(MATERIAL SHOWN)

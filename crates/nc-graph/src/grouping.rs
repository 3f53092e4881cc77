//! Super-blocks: named labels over sets of node ids.
//!
//! A super-block references its members weakly. Deleting a member node leaves
//! the id in place; [`GroupingManager::live_members`] filters such ids out.
//! Ungrouping removes only the label.

use nc_core::{IdSequence, NodeId, Position, SuperBlockId};
use serde::{Deserialize, Serialize};
use tracing::{debug, warn};

use crate::error::{GraphError, GraphResult};
use crate::graph::ArchitectureGraph;

/// Horizontal gap between the left-most member and the group frame.
pub const SUPER_BLOCK_MARGIN_X: f64 = 20.0;
/// Vertical gap between the top-most member and the group frame.
pub const SUPER_BLOCK_MARGIN_Y: f64 = 40.0;

#[derive(Debug, Clone, PartialEq, Serialize, Deserialize)]
#[serde(rename_all = "camelCase")]
pub struct SuperBlock {
    pub id: SuperBlockId,
    pub name: String,
    pub node_ids: Vec<NodeId>,
    pub position: Position,
    pub is_collapsed: bool,
}

#[derive(Debug, Clone)]
pub struct GroupingManager {
    groups: Vec<SuperBlock>,
    ids: IdSequence,
}

impl Default for GroupingManager {
    fn default() -> Self {
        Self::new()
    }
}

impl GroupingManager {
    pub fn new() -> Self {
        Self {
            groups: Vec::new(),
            ids: IdSequence::super_blocks(),
        }
    }

    pub fn groups(&self) -> &[SuperBlock] {
        &self.groups
    }

    pub fn get(&self, id: &SuperBlockId) -> Option<&SuperBlock> {
        self.groups.iter().find(|g| &g.id == id)
    }

    /// Group at least two existing nodes under `name`.
    ///
    /// Returns `None` (and changes nothing) when fewer than two of the
    /// distinct ids name nodes present in `graph`.
    pub fn create_super_block(
        &mut self,
        graph: &ArchitectureGraph,
        node_ids: &[NodeId],
        name: impl Into<String>,
    ) -> Option<SuperBlockId> {
        let mut members: Vec<NodeId> = Vec::with_capacity(node_ids.len());
        for id in node_ids {
            if !members.contains(id) {
                members.push(id.clone());
            }
        }

        let positions: Vec<Position> = members
            .iter()
            .filter_map(|id| graph.node(id).map(|n| n.position))
            .collect();
        if positions.len() < 2 {
            warn!(requested = node_ids.len(), live = positions.len(), "super-block needs at least two nodes");
            return None;
        }

        let min_x = positions.iter().map(|p| p.x).fold(f64::INFINITY, f64::min);
        let min_y = positions.iter().map(|p| p.y).fold(f64::INFINITY, f64::min);
        let id: SuperBlockId = match self.ids.next_id() {
            Ok(id) => id,
            Err(err) => {
                warn!(error = %err, "super-block ids exhausted");
                return None;
            }
        };
        debug!(group = %id, members = members.len(), "created super-block");
        self.groups.push(SuperBlock {
            id: id.clone(),
            name: name.into(),
            node_ids: members,
            position: Position::new(min_x - SUPER_BLOCK_MARGIN_X, min_y - SUPER_BLOCK_MARGIN_Y),
            is_collapsed: false,
        });
        Some(id)
    }

    /// Remove the label; member nodes and edges are untouched.
    pub fn ungroup_super_block(&mut self, id: &SuperBlockId) -> GraphResult<SuperBlock> {
        let index = self.index_of(id)?;
        debug!(group = %id, "ungrouped super-block");
        Ok(self.groups.remove(index))
    }

    pub fn rename(&mut self, id: &SuperBlockId, name: impl Into<String>) -> GraphResult<()> {
        let index = self.index_of(id)?;
        self.groups[index].name = name.into();
        Ok(())
    }

    /// Flip the collapsed flag, returning the new state.
    pub fn toggle_collapsed(&mut self, id: &SuperBlockId) -> GraphResult<bool> {
        let index = self.index_of(id)?;
        let group = &mut self.groups[index];
        group.is_collapsed = !group.is_collapsed;
        Ok(group.is_collapsed)
    }

    /// Members that still exist in `graph`.
    pub fn live_members<'a>(&'a self, graph: &ArchitectureGraph, id: &SuperBlockId) -> Vec<&'a NodeId> {
        self.get(id)
            .map(|g| g.node_ids.iter().filter(|n| graph.contains_node(n)).collect())
            .unwrap_or_default()
    }

    pub fn groups_containing(&self, node: &NodeId) -> Vec<&SuperBlock> {
        self.groups
            .iter()
            .filter(|g| g.node_ids.contains(node))
            .collect()
    }

    pub fn clear(&mut self) {
        self.groups.clear();
    }

    fn index_of(&self, id: &SuperBlockId) -> GraphResult<usize> {
        self.groups
            .iter()
            .position(|g| &g.id == id)
            .ok_or_else(|| GraphError::SuperBlockNotFound { id: id.clone() })
    }
}

#[cfg(test)]
mod tests {
    use super::*;

    fn graph_with(n: usize) -> ArchitectureGraph {
        let mut graph = ArchitectureGraph::default();
        for i in 0..n {
            graph
                .add_node("relu", Position::new(100.0 + i as f64 * 50.0, 200.0 - i as f64 * 30.0))
                .unwrap();
        }
        graph
    }

    fn ids(raw: &[&str]) -> Vec<NodeId> {
        raw.iter().map(|s| NodeId::new(*s)).collect()
    }

    #[test]
    fn single_member_is_a_no_op() {
        let graph = graph_with(2);
        let mut groups = GroupingManager::new();
        assert_eq!(groups.create_super_block(&graph, &ids(&["node_1"]), "solo"), None);
        assert!(groups.groups().is_empty());
    }

    #[test]
    fn pair_creates_one_group() {
        let graph = graph_with(2);
        let mut groups = GroupingManager::new();
        let id = groups
            .create_super_block(&graph, &ids(&["node_1", "node_2"]), "pair")
            .unwrap();
        assert_eq!(groups.groups().len(), 1);
        let group = groups.get(&id).unwrap();
        assert_eq!(group.node_ids, ids(&["node_1", "node_2"]));
        assert_eq!(group.name, "pair");
        assert_eq!(group.position, Position::new(80.0, 130.0));
        assert!(!group.is_collapsed);
    }

    #[test]
    fn repeated_or_missing_ids_do_not_count() {
        let graph = graph_with(2);
        let mut groups = GroupingManager::new();
        assert!(groups
            .create_super_block(&graph, &ids(&["node_1", "node_1"]), "dup")
            .is_none());
        assert!(groups
            .create_super_block(&graph, &ids(&["node_1", "node_9"]), "ghost")
            .is_none());
    }

    #[test]
    fn members_are_weak_references() {
        let mut graph = graph_with(3);
        let mut groups = GroupingManager::new();
        let id = groups
            .create_super_block(&graph, &ids(&["node_1", "node_2", "node_3"]), "trio")
            .unwrap();
        graph.delete_node(&NodeId::new("node_2")).unwrap();

        assert_eq!(groups.get(&id).unwrap().node_ids.len(), 3);
        assert_eq!(groups.live_members(&graph, &id).len(), 2);
        assert_eq!(groups.groups_containing(&NodeId::new("node_2")).len(), 1);
    }

    #[test]
    fn ungroup_leaves_nodes() {
        let graph = graph_with(2);
        let mut groups = GroupingManager::new();
        let id = groups
            .create_super_block(&graph, &ids(&["node_1", "node_2"]), "pair")
            .unwrap();
        assert!(groups.toggle_collapsed(&id).unwrap());
        groups.rename(&id, "renamed").unwrap();
        let removed = groups.ungroup_super_block(&id).unwrap();
        assert_eq!(removed.name, "renamed");
        assert!(groups.groups().is_empty());
        assert_eq!(graph.nodes().len(), 2);
        assert!(matches!(
            groups.ungroup_super_block(&id),
            Err(GraphError::SuperBlockNotFound { .. })
        ));
    }
}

(End MATERIAL SHOWN)

AIM OF THE EXERCISE
Each line that includes the word "derive" counts once; report how many such lines the entries have, and nothing else.

SOLUTION TO THE PROBLEM
2